[Dataset entries]
────────────────────
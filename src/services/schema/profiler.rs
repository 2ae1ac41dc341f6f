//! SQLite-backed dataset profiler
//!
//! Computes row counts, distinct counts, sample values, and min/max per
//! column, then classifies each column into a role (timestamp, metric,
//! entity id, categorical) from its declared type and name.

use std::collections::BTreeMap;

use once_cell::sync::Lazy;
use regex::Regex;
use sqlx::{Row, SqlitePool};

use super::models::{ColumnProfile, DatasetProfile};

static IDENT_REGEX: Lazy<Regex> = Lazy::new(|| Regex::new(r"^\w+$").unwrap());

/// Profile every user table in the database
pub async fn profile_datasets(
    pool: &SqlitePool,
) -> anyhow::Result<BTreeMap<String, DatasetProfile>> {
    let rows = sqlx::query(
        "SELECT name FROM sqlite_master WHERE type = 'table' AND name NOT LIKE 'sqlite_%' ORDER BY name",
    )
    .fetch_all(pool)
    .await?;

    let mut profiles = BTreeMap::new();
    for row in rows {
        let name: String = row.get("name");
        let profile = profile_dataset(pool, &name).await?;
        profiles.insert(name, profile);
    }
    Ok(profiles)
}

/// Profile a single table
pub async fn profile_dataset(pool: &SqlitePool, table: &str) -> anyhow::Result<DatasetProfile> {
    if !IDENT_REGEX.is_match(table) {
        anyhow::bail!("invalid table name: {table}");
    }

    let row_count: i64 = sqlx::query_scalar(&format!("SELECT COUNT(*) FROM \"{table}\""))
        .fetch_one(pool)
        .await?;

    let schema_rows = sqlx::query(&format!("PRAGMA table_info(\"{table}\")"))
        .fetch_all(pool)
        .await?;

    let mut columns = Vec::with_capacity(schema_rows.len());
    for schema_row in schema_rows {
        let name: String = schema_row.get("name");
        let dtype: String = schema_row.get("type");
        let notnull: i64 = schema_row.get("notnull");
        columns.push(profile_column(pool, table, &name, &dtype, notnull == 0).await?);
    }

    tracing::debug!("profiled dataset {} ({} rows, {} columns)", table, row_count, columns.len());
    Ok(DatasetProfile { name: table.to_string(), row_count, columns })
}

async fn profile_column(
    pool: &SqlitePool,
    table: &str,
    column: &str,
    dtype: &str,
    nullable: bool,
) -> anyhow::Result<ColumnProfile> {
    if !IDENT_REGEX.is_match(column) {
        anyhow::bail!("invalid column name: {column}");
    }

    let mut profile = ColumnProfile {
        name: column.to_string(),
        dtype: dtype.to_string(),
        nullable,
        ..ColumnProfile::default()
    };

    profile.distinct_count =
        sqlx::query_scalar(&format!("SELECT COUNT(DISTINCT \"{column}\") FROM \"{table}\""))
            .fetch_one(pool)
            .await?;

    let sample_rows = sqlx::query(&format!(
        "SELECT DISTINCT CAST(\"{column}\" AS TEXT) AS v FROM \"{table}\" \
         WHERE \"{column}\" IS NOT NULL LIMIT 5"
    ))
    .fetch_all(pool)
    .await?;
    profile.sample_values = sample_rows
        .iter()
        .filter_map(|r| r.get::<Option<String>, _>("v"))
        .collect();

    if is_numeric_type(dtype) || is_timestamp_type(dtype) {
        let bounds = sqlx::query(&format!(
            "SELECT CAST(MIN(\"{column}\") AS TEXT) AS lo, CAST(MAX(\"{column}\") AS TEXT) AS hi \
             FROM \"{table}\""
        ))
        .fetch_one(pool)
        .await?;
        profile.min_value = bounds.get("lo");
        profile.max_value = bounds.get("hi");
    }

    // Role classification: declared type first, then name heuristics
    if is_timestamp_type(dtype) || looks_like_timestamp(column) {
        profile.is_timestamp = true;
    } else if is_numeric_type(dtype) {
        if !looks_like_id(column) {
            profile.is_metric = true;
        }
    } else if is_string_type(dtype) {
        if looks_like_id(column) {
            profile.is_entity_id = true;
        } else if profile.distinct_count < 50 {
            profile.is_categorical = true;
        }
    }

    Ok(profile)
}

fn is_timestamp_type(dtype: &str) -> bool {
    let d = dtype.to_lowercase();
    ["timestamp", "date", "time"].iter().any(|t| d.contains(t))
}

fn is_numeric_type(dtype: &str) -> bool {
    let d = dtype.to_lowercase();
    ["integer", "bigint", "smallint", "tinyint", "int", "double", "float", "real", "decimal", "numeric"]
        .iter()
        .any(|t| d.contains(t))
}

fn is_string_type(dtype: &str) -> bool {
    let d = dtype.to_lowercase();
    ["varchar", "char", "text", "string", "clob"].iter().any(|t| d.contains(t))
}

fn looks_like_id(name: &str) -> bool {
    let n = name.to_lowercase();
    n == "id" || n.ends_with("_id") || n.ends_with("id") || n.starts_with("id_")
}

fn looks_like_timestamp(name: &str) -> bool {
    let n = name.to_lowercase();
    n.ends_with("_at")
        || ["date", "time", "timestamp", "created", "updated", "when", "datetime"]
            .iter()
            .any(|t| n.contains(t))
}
────────────────────
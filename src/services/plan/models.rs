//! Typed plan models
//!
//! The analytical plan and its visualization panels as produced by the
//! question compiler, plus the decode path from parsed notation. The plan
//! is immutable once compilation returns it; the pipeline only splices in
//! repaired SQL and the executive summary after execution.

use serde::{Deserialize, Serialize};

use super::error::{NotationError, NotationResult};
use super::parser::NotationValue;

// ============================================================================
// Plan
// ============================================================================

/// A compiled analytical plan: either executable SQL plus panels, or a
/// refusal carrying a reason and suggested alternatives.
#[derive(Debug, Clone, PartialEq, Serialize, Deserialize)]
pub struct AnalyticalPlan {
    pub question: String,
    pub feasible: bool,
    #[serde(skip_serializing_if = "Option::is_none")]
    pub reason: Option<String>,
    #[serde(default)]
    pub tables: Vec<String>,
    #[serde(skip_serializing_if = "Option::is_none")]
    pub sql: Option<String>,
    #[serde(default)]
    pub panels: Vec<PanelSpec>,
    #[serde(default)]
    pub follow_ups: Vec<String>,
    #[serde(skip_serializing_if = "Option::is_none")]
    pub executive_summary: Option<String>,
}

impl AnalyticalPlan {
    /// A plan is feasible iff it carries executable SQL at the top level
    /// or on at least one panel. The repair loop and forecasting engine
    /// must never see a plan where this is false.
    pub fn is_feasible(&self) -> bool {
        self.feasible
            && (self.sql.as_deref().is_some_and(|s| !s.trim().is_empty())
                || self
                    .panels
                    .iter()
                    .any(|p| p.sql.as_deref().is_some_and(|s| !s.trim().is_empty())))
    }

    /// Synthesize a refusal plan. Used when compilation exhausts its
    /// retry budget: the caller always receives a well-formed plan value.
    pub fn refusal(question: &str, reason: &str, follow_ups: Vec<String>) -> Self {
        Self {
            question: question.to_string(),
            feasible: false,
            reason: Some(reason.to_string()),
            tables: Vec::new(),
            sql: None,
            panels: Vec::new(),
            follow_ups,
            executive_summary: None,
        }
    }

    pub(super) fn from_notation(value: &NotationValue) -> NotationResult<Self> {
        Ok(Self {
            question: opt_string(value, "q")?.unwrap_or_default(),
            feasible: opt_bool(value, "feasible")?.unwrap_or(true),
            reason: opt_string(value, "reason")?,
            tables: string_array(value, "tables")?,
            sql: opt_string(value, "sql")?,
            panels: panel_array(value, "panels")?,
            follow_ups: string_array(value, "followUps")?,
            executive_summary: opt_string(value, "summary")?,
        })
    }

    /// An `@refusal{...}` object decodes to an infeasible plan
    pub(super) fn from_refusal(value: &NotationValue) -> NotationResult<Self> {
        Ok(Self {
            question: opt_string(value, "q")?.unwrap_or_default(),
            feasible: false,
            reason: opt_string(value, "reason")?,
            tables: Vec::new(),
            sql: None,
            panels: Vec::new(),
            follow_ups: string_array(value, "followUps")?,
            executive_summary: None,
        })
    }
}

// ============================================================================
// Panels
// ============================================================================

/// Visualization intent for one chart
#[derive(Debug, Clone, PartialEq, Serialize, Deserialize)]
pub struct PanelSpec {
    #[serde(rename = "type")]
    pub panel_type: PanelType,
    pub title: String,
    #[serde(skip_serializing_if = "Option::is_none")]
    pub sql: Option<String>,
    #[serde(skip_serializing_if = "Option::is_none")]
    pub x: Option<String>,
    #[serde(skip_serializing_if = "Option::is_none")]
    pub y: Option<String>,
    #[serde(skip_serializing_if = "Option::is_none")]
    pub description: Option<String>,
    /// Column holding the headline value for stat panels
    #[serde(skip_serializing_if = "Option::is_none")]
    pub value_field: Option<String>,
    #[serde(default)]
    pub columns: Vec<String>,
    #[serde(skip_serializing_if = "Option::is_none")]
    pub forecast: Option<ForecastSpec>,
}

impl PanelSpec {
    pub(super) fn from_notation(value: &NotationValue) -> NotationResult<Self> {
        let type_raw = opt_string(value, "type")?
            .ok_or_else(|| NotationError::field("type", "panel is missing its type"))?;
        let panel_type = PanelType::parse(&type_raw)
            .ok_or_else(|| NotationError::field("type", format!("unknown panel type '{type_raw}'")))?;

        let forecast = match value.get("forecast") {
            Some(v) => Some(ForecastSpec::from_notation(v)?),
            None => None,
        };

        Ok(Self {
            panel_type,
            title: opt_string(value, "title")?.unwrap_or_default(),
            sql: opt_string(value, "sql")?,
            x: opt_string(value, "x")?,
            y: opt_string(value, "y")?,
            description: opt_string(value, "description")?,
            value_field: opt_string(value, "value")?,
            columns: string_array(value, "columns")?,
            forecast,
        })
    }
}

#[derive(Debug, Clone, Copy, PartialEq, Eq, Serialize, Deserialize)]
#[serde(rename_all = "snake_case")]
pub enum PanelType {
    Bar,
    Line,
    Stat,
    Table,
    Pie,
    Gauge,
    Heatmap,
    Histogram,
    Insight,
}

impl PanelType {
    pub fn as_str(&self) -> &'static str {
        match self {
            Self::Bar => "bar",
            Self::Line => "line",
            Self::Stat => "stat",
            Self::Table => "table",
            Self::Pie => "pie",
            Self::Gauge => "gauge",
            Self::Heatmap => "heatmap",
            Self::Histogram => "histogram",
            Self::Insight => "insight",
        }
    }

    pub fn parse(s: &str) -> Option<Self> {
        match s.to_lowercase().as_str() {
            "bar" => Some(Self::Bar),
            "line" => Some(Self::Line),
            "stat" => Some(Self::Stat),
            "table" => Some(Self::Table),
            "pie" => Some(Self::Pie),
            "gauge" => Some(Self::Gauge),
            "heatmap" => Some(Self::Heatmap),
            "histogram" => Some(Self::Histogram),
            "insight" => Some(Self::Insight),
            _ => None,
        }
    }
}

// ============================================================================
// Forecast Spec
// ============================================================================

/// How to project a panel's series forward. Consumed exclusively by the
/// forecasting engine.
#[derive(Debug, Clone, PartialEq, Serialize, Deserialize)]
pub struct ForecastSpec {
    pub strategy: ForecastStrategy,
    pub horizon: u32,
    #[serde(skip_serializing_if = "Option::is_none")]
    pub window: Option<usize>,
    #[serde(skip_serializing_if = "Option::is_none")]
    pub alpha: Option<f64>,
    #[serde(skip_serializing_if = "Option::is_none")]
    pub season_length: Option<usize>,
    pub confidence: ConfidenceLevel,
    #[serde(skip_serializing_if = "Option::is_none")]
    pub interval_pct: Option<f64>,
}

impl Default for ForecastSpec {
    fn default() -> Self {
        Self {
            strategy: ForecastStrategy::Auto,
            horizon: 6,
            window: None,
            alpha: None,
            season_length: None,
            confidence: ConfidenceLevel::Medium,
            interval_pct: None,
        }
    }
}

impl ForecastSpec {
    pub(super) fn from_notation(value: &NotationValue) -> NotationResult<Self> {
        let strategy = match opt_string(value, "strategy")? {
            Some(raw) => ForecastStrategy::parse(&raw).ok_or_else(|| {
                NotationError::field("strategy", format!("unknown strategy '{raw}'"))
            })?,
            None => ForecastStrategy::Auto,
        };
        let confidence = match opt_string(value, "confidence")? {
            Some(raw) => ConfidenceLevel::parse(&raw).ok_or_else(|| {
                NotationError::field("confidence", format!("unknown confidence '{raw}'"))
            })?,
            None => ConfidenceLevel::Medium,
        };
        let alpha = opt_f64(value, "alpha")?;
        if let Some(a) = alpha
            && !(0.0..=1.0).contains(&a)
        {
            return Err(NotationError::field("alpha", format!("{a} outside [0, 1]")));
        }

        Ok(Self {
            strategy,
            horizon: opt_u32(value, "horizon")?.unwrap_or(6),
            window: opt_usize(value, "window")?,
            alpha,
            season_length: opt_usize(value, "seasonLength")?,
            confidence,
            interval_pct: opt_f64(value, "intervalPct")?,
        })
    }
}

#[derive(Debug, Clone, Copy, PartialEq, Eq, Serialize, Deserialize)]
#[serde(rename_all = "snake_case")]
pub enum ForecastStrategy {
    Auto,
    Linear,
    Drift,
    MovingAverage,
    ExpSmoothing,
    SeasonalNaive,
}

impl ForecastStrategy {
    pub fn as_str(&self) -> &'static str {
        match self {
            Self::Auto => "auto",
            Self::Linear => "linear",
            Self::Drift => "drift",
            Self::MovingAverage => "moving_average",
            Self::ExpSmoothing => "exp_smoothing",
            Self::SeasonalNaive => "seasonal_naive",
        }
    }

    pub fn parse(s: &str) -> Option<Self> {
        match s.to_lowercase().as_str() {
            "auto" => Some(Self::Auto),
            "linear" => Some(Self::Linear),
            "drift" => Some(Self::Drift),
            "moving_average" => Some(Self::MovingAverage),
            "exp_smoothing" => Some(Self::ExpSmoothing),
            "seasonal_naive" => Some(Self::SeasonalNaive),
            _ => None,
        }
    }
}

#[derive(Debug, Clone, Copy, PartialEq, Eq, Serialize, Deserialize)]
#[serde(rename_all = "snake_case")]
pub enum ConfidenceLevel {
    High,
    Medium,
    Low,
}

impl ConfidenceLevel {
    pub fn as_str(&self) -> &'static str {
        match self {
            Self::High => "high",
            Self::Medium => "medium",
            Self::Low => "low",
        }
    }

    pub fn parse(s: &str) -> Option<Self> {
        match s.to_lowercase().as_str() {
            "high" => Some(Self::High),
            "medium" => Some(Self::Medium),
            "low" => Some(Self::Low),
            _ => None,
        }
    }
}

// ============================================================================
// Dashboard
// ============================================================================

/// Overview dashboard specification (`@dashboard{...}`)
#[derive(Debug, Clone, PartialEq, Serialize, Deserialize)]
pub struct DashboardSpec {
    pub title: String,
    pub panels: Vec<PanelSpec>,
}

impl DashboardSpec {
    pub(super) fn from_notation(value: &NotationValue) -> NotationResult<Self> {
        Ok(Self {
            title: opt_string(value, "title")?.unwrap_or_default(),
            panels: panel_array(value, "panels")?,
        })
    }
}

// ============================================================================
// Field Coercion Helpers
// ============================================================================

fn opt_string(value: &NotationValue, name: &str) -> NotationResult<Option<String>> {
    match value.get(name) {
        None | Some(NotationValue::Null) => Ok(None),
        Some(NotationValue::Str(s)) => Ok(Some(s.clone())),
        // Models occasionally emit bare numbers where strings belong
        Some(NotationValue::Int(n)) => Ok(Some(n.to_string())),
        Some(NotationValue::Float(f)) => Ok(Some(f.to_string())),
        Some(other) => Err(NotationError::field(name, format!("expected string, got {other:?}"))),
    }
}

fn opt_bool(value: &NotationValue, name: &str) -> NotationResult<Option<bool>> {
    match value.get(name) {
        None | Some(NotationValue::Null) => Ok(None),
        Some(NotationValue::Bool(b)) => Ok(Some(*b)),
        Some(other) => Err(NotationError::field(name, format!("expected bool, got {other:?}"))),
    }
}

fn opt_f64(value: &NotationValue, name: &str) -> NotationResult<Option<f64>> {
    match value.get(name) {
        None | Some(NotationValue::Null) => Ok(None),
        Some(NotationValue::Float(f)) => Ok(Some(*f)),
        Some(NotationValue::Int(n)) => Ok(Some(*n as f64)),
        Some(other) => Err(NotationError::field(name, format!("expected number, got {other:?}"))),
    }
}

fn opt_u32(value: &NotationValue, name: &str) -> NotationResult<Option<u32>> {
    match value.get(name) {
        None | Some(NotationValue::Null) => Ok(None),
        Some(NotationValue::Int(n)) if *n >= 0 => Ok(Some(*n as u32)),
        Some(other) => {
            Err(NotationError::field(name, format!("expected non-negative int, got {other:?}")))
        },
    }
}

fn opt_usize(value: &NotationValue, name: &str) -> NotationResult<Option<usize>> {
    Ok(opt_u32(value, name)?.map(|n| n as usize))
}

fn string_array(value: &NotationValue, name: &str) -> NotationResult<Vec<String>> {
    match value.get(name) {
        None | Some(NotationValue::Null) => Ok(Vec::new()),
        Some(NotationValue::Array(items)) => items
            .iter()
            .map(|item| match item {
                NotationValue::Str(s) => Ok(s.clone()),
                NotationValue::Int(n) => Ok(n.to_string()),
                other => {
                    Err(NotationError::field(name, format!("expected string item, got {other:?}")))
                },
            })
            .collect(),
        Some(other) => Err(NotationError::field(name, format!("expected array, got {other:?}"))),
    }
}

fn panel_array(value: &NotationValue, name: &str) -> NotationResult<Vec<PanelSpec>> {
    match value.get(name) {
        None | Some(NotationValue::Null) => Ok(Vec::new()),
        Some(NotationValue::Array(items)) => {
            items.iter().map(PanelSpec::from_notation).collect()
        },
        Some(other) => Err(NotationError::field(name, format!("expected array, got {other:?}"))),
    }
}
────────────────────
About this exercise >> Every line above from the line with "filename src/services/schema/profiler.rs" to the line with "type and name.", both included, must be reproduced exactly, and no other line may appear.

Output of the exercise >>
filename src/services/schema/profiler.rs
repository 2ae1ac41dc341f6f
//! SQLite-backed dataset profiler
//!
//! Computes row counts, distinct counts, sample values, and min/max per
//! column, then classifies each column into a role (timestamp, metric,
//! entity id, categorical) from its declared type and name.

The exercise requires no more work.